_EXERCISE MATERIALS_:
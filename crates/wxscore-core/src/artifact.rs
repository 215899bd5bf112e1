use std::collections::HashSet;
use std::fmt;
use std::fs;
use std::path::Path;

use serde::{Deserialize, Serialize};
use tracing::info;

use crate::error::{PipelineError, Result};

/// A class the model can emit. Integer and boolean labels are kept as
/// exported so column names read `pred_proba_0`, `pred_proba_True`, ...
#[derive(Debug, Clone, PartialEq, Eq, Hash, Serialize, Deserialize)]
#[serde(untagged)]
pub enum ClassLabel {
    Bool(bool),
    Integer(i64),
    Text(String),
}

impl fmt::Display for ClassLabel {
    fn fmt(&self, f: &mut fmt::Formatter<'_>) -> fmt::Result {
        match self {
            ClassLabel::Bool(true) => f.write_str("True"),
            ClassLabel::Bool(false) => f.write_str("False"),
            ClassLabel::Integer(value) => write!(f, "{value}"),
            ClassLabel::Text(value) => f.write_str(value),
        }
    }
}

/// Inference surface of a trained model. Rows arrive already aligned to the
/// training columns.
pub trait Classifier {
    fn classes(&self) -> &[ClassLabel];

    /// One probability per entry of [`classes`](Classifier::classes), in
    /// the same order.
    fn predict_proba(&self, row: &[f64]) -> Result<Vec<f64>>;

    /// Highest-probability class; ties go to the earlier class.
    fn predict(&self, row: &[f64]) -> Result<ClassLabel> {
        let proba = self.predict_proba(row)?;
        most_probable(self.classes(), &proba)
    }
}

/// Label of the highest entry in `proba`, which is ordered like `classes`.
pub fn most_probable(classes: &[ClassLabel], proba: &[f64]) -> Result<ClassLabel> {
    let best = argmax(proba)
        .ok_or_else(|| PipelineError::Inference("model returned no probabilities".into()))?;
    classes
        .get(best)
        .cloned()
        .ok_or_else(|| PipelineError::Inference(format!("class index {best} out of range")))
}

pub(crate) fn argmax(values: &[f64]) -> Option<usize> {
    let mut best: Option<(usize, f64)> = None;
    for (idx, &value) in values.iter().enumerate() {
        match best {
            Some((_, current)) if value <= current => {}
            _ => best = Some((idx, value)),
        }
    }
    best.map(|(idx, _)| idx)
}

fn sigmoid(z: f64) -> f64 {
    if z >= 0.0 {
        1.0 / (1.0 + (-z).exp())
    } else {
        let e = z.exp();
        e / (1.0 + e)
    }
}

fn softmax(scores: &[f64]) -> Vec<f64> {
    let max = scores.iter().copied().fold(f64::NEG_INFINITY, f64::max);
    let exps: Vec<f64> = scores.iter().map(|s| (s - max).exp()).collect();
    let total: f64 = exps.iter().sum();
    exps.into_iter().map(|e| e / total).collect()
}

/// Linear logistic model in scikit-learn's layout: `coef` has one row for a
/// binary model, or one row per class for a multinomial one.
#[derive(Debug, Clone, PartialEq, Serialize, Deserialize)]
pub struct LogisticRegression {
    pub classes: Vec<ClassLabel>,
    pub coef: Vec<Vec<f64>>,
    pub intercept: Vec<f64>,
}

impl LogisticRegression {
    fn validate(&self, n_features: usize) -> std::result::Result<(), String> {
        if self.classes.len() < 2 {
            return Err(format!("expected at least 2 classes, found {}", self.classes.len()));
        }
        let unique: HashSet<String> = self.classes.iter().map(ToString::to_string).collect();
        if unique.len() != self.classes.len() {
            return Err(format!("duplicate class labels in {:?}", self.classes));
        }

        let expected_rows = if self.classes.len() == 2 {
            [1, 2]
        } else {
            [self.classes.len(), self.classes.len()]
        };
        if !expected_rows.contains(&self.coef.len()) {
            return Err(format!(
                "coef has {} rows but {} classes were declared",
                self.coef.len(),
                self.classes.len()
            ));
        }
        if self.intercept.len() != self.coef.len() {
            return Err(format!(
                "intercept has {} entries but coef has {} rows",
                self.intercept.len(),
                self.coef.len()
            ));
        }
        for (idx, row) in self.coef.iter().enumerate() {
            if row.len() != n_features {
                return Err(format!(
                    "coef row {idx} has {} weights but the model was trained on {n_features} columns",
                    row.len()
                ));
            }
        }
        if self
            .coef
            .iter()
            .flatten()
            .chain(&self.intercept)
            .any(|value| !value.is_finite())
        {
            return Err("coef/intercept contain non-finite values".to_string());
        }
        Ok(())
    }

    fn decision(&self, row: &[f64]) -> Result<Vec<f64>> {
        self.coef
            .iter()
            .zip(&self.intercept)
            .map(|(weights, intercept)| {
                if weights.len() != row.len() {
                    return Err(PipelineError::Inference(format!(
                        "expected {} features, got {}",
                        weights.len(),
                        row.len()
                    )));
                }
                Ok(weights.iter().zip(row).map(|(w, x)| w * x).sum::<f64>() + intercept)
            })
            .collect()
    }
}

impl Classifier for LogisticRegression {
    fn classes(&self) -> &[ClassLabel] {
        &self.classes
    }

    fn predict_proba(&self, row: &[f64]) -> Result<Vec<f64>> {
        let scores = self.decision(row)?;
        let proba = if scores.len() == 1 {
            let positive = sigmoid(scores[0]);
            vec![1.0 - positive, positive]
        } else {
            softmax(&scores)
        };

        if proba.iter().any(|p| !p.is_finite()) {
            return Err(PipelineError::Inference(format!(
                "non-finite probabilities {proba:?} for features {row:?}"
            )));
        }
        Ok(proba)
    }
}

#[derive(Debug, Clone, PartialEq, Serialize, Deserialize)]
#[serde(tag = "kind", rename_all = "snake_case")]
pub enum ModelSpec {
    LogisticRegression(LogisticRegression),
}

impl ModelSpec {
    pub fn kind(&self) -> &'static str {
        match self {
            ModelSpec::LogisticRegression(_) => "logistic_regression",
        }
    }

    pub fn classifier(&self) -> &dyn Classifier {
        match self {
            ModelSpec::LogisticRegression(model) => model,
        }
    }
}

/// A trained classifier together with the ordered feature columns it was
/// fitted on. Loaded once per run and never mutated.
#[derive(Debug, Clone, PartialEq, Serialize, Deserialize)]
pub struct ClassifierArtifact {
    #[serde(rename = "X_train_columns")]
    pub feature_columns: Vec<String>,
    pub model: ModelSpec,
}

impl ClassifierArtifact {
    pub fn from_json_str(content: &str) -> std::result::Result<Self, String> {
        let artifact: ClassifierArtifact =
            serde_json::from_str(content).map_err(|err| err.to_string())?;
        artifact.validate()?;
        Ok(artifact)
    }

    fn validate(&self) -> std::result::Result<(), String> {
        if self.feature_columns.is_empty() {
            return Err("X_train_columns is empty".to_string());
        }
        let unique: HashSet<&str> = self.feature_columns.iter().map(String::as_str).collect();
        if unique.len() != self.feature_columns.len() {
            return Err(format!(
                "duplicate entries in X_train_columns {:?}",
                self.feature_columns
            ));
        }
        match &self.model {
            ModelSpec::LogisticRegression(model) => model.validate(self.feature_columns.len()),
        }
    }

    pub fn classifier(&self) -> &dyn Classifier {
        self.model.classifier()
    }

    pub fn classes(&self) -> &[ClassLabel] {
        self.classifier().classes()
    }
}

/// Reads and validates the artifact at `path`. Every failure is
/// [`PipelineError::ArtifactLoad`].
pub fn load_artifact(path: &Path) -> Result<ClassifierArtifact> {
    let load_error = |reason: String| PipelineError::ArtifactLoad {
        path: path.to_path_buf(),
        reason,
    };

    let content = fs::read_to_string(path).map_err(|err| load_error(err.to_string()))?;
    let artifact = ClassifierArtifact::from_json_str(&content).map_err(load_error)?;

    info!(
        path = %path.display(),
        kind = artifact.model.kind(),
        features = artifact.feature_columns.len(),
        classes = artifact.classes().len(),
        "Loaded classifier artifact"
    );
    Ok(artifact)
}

_THE TASK_: Find each line in the material above that carries the string "struct", and copy it.

_RESPONSE AREA_:
pub struct LogisticRegression {
pub struct ClassifierArtifact {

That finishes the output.